My old Pentax, manual external focus. My manual focus is internal.
My old Pentax, manual external focus. My manual focus is internal.

Why can I focus on some things better than others? And why is it that the important things seem to be harder to focus on? These are questions that plague me.

They plague me particularly when I’m trying hard to view my ADHD as a way of being, rather than a flaw in my being.

I am always hoping that understanding issues will lead to being able to rectify them. If not, then I hope understanding them will possibly present a usable work around for the issue I’m studying.

The first thing I’ve noticed about things I am better able to focus on, is that they are, more often, things I enjoy. So why do I think they are less important if I enjoy them? Perhaps that is a self esteem issue. If I like them, they can’t be that important.

Yet maybe I like those things more because, for some reason, I am more able to focus on them.

Aaaaah, focus

There’s a sweetness to focus. At least, there is for me. It’s like everyday life, but with a light sweet taste. It’s like eating king crab regularly and then discovering the taste of snow crab.

Unanswered question

But I still haven’t figured out what makes me focus. If I like something and that makes me focus, then what makes me like it. And is it true that I only focus on what I like?

And as I said, I like focus. So maybe I don’t like everything I am able to focus on, maybe I’m just enjoying the focus.

Things I focus on

I don’t really like video games, but I can play them for hours. It’s like an addiction. Am I addicted to focus?

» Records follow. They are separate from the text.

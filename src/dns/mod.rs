//! DNS Resolution Module
//!
//! Provides pluggable forward resolution for the classifier:
//! - System resolver (getaddrinfo, async via thread pool or blocking)
//! - Async hickory-dns resolver
//! - Hostname-to-IP override mechanism
//!
//! # Architecture
//!
//! The `Resolve` trait is the seam between classification and name
//! resolution. Classification only ever sees `Result<Vec<IpAddr>, NetError>`;
//! which resolver produced it is a configuration choice.
//!
//! # Example
//!
//! ```rust,ignore
//! use hostclass::dns::{lookup_ips, GaiResolver, Name};
//!
//! let ips = lookup_ips(&GaiResolver::new(), Name::new("example.com")).await?;
//! for ip in ips {
//!     println!("Resolved: {}", ip);
//! }
//! ```

mod gai;
mod hickory;
mod resolve;

pub use gai::GaiResolver;
pub use hickory::HickoryResolver;
pub use resolve::{lookup_ips, Addrs, DnsResolverWithOverrides, Name, Resolve, Resolving};
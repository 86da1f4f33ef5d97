//! Ergonomic error context helpers.
//!
//! Provides an extension trait for adding context to `Result` types,
//! converting IO errors into context-rich `NetError` variants.

use crate::base::neterror::NetError;
use std::io;

/// Extension trait for adding context to IO Results.
pub trait IoResultExt<T> {
    /// Add DNS resolution context to an IO error.
    ///
    /// # Example
    /// ```ignore
    /// use hostclass::base::context::IoResultExt;
    ///
    /// let addrs = ("example.com", 0).to_socket_addrs()
    ///     .dns_context("example.com")?;
    /// // Error: "Name not resolved for example.com: failed to lookup address"
    /// ```
    fn dns_context(self, domain: &str) -> Result<T, NetError>;
}

impl<T> IoResultExt<T> for Result<T, io::Error> {
    fn dns_context(self, domain: &str) -> Result<T, NetError> {
        self.map_err(|e| NetError::dns_failed(domain, e))
    }
}
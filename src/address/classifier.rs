//! Async host classifier.
//!
//! `HostClassifier` bundles a resolver with the classification rules. It
//! holds no state besides the resolver handle and is cheap to clone, so one
//! instance can serve any number of concurrent callers.

use super::evidence::{self, resolution_outcome};
use super::literal::parse_literal;
use super::report::HostReport;
use crate::base::neterror::NetError;
use crate::dns::{lookup_ips, DnsResolverWithOverrides, GaiResolver, HickoryResolver, Name, Resolve};
use std::borrow::Cow;
use std::collections::HashMap;
use std::fmt;
use std::net::{IpAddr, SocketAddr};
use std::sync::Arc;

/// Which built-in resolver backs the classifier.
#[derive(Debug, Clone, Copy, PartialEq, Eq, Default)]
pub enum ResolverBackend {
    /// System `getaddrinfo`, honouring /etc/hosts and nsswitch.
    #[default]
    System,
    /// hickory-dns, talking to the configured name servers directly.
    Hickory,
}

/// Configuration options for [`HostClassifier`].
#[derive(Clone, Default)]
pub struct HostClassifierConfig {
    /// Built-in resolver to use when `dns_resolver` is not set.
    pub backend: ResolverBackend,

    /// Custom DNS resolver (None = use `backend`).
    pub dns_resolver: Option<Arc<dyn Resolve>>,

    /// DNS hostname overrides (hostname -> addresses).
    pub dns_overrides: HashMap<Cow<'static, str>, Vec<SocketAddr>>,
}

impl fmt::Debug for HostClassifierConfig {
    fn fmt(&self, f: &mut fmt::Formatter<'_>) -> fmt::Result {
        f.debug_struct("HostClassifierConfig")
            .field("backend", &self.backend)
            .field("dns_resolver", &self.dns_resolver.is_some())
            .field("dns_overrides_count", &self.dns_overrides.len())
            .finish()
    }
}

/// Classifies hosts as valid, IPv4/IPv6 literals, or private.
///
/// # Example
///
/// ```rust,ignore
/// use hostclass::HostClassifier;
///
/// let classifier = HostClassifier::new();
/// assert!(classifier.is_private("192.168.1.1").await);
/// assert!(!classifier.is_private("8.8.8.8").await);
/// ```
#[derive(Clone)]
pub struct HostClassifier {
    resolver: Arc<dyn Resolve>,
}

impl HostClassifier {
    /// Create a classifier backed by the system resolver.
    pub fn new() -> Self {
        Self::with_config(HostClassifierConfig::default())
    }

    /// Create a classifier from a configuration.
    pub fn with_config(config: HostClassifierConfig) -> Self {
        let base_resolver: Arc<dyn Resolve> = match config.dns_resolver {
            Some(resolver) => resolver,
            None => match config.backend {
                ResolverBackend::System => Arc::new(GaiResolver::new()),
                ResolverBackend::Hickory => Arc::new(HickoryResolver::new()),
            },
        };

        let resolver: Arc<dyn Resolve> = if config.dns_overrides.is_empty() {
            base_resolver
        } else {
            Arc::new(DnsResolverWithOverrides::new(
                base_resolver,
                config.dns_overrides,
            ))
        };

        Self { resolver }
    }

    /// Create a classifier around an arbitrary resolver.
    pub fn with_resolver(resolver: impl Resolve + 'static) -> Self {
        Self {
            resolver: Arc::new(resolver),
        }
    }

    /// Get the resolver.
    pub fn resolver(&self) -> &Arc<dyn Resolve> {
        &self.resolver
    }

    pub fn is_valid_ip(&self, host: &str) -> bool {
        evidence::is_valid_ip(host)
    }

    pub fn is_valid_ipv4(&self, host: &str) -> bool {
        evidence::is_valid_ipv4(host)
    }

    pub fn is_valid_ipv6(&self, host: &str) -> bool {
        evidence::is_valid_ipv6(host)
    }

    /// True iff the resolver succeeds for `host`, even with no addresses.
    pub async fn is_valid_fqdn(&self, host: &str) -> bool {
        self.resolve(host).await.is_some()
    }

    /// True iff `host` is an IP literal or a resolvable name.
    ///
    /// Literals are answered without consulting the resolver.
    pub async fn is_host_valid(&self, host: &str) -> bool {
        if host.is_empty() {
            return false;
        }
        self.is_valid_ip(host) || self.is_valid_fqdn(host).await
    }

    /// True iff `host` is, or resolves to, a loopback or private address.
    ///
    /// A literal that is neither loopback nor private is still handed to
    /// the resolver, and any private answer from it makes the host private.
    pub async fn is_private(&self, host: &str) -> bool {
        if host.is_empty() {
            return false;
        }
        if evidence::literal_is_private(host) {
            return true;
        }
        match self.resolve(host).await {
            Some(resolved) => evidence::resolved_is_private(host, &resolved),
            None => false,
        }
    }

    /// Computes every classification with a single parse and resolution.
    pub async fn classify(&self, host: &str) -> HostReport {
        if host.is_empty() {
            return HostReport::empty(host);
        }
        let literal = parse_literal(host).ok();
        let resolved = self.resolve(host).await;
        HostReport::from_evidence(host, literal, resolved)
    }

    async fn resolve(&self, host: &str) -> Option<Vec<IpAddr>> {
        let result = if host.is_empty() {
            Err(NetError::EmptyHost)
        } else {
            lookup_ips(&self.resolver, Name::new(host)).await
        };
        resolution_outcome(host, result)
    }
}

impl Default for HostClassifier {
    fn default() -> Self {
        Self::new()
    }
}

impl fmt::Debug for HostClassifier {
    fn fmt(&self, f: &mut fmt::Formatter<'_>) -> fmt::Result {
        f.debug_struct("HostClassifier").finish_non_exhaustive()
    }
}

TV is the same thing. It sometimes seemed easier to tolerate what is on the tube than to try to decide what else to do. To many choices, to much preparation and organization, to much distraction. TV is garbage piped in to my brain, but it requires little in the way of organization or preparation. I’ve quit watching TV.

I must confess that reading fiction is the same for me. I can read for hours, even if I know I have other things to do. I don’t get upset with reading though, I feel good about it.

Wait a minute …

Hmmm, TV, Videos, games, books – there seems to be a commonality here. These things are all external, and to some extent, beyond my control. I mean, yes I can change the channel, turn off the console, turn the page or close the book, but they are all still there.

The focus required to keep me on task when doing complex internal projects like income tax and house keeping is so easily set aside, misplaced, and without visual or auditory cues, long gone and forgotten. The focus required to do the simplistic external projects like watching TV or playing a video game or reading a book is reinforced by the very real visual and auditory cues we get from the book in front of us, the TV’s sights and sounds and the video consoles display and auditory feedback.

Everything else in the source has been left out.